Greeks of Amherst: A Handful of Jazzfolk

Downbeat. The Pantheon. Animal House. Amherst. Doogie Howzer. What do these things have in common?

Well, they’re all connected to that thing where I trawl Wikipedia to collect names of jazzmen and jazzwomen and put up another kooky post.

Jazz. That’s how we get to Downbeat, the definitive jazz journal.

Now, usually my jazz trawling has focussed on some innocent, unsuspecting country (cough, cough, like Norway, cough, cough) where the names sound perfectly normal to its citizens, but not the rest of us . . . globally challenged folk.

But since Norway has more jazzpeople than I can shake a brush stick at, this time I turn for respite to . . . Greece! Hence, the pantheon.

“Greek” also connotes college fraternities, hence Animal House, that famously raunchy comedy about college fraternities.

Why Amherst? you ask.

To get from Animal House to Amherst is a a stretch. Why not any college? Why not Faber college, where the motto is “Knowledge is Good.”

It’s because it turns out that “Amherst” matches the alphabetical array of our jazz subjects, whose last names in alphabetical order spell out A-M-R-S-T. That’s only one “he” shy of Amherst, that august arena of learning.

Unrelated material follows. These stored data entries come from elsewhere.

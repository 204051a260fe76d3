//! Audit trail of a sync pass.

use super::{IssueState, TaskKey, TaskModel, TrackerId};
use std::fmt;

/// What a soft failure was about.
#[derive(Debug, Clone, PartialEq, Eq)]
pub enum SyncSubject {
    /// A task in the plan.
    Task(TaskKey),
    /// A previously linked issue whose task left the plan.
    Orphan(TrackerId),
    /// The record of links kept between passes.
    Ledger,
}

impl fmt::Display for SyncSubject {
    fn fmt(&self, f: &mut fmt::Formatter<'_>) -> fmt::Result {
        match self {
            Self::Task(key) => write!(f, "task {key}"),
            Self::Orphan(tracker_id) => write!(f, "orphan #{tracker_id}"),
            Self::Ledger => f.write_str("sync ledger"),
        }
    }
}

/// Step of the pass at which a soft failure happened.
#[derive(Debug, Clone, Copy, PartialEq, Eq)]
pub enum SyncStage {
    /// Reading the linked issue.
    Lookup,
    /// Creating the issue.
    Create,
    /// Opening or closing the issue.
    SetState,
    /// Adding labels.
    AddLabels,
    /// Removing labels.
    RemoveLabels,
    /// Commenting on the issue.
    Comment,
    /// Persisting the ledger.
    PersistLedger,
}

impl SyncStage {
    /// Returns the stage name used in logs.
    #[must_use]
    pub const fn as_str(self) -> &'static str {
        match self {
            Self::Lookup => "lookup",
            Self::Create => "create",
            Self::SetState => "set_state",
            Self::AddLabels => "add_labels",
            Self::RemoveLabels => "remove_labels",
            Self::Comment => "comment",
            Self::PersistLedger => "persist_ledger",
        }
    }
}

impl fmt::Display for SyncStage {
    fn fmt(&self, f: &mut fmt::Formatter<'_>) -> fmt::Result {
        f.write_str(self.as_str())
    }
}

/// One remote change applied, or attempted, during a pass.
#[derive(Debug, Clone, PartialEq, Eq)]
pub enum SyncAction {
    /// An issue was created for a task.
    Created {
        /// Task the issue belongs to.
        task: TaskKey,
        /// New issue.
        tracker_id: TrackerId,
        /// Stale link the new issue replaces, if the old one was gone.
        replaced: Option<TrackerId>,
    },
    /// An issue was opened or closed to match its phase status.
    StateChanged {
        /// Task the issue belongs to.
        task: TaskKey,
        /// Changed issue.
        tracker_id: TrackerId,
        /// State before the change.
        from: IssueState,
        /// State after the change.
        to: IssueState,
    },
    /// Sprint labels were added in one batched call.
    LabelsAdded {
        /// Task the issue belongs to.
        task: TaskKey,
        /// Labelled issue.
        tracker_id: TrackerId,
        /// Added labels, sorted.
        labels: Vec<String>,
    },
    /// Sprint labels were removed in one batched call.
    LabelsRemoved {
        /// Task the issue belongs to.
        task: TaskKey,
        /// Unlabelled issue.
        tracker_id: TrackerId,
        /// Removed labels, sorted.
        labels: Vec<String>,
    },
    /// An issue whose task left the plan was closed.
    OrphanClosed {
        /// Orphaned issue.
        tracker_id: TrackerId,
        /// Task it used to belong to.
        task: TaskKey,
        /// Whether the issue was still open and had to be closed.
        was_open: bool,
        /// Whether the explanatory comment was posted.
        commented: bool,
    },
    /// A step failed; the pass carried on with the next item.
    Failed {
        /// What the failure was about.
        subject: SyncSubject,
        /// Where it failed.
        stage: SyncStage,
        /// Rendered error.
        error: String,
    },
}

impl SyncAction {
    /// Returns whether this entry records a failure.
    #[must_use]
    pub const fn is_failure(&self) -> bool {
        matches!(self, Self::Failed { .. })
    }
}

/// Outcome of one sync pass.
///
/// Actions are an audit trail; correctness never depends on them.
#[derive(Debug, Clone, PartialEq, Eq)]
pub struct SyncReport {
    /// The plan with tracker ids filled in.
    pub model: TaskModel,
    /// Applied and failed actions in the order they happened.
    pub actions: Vec<SyncAction>,
    /// Whether the pass stopped early because it was cancelled.
    pub cancelled: bool,
}

impl SyncReport {
    /// Returns whether the pass changed nothing and failed nowhere.
    #[must_use]
    pub fn is_noop(&self) -> bool {
        self.actions.is_empty()
    }

    /// Iterates over soft failures.
    pub fn failures(&self) -> impl Iterator<Item = &SyncAction> {
        self.actions.iter().filter(|action| action.is_failure())
    }

    /// Returns whether any step failed.
    #[must_use]
    pub fn has_failures(&self) -> bool {
        self.actions.iter().any(SyncAction::is_failure)
    }
}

We’ll get to Doogie Howzer later, but first, our handful of Greek jazzers. They stretch the definition of “jazz” thinner than I’m comfortable with, but we’ll give them all a hearing.

“A” is for Thomai Apergi (Θωμαή Απέργη).

Thomai is an attractive lady, no question, but this is not my style. (And this is about the “jazziest” one of hers I could dig up.) Judge for yourself. I get an Amy Winehouse vibe in her other videos, but with much less soul and grit. Maybe it’s just as well for Thomai, because Amy definitely paid a price for it.

“M” is for Maria Markesini

OK, that’s more like it. Though, to be honest, I usually like my jazz vocals more understated. I can’t find out who the pianist is. A T’Oob commenter elsewhere identifies him as Doogie Howzer. Should I believe it?

“R” is for Christos Rafalides. OK, we’re getting much warmer here in terms of my jazz preferability:

Christos Rafalides, on vibes, does “Serendipity” with Manhattan Vibes. (Just coincidence?) Sergio Salvatore (piano), Petros Klampanis (bass), Ludwig Afonso (drums).

“S” is for Hrysoula Stefanaki. Notice how the names are improving. How about the music?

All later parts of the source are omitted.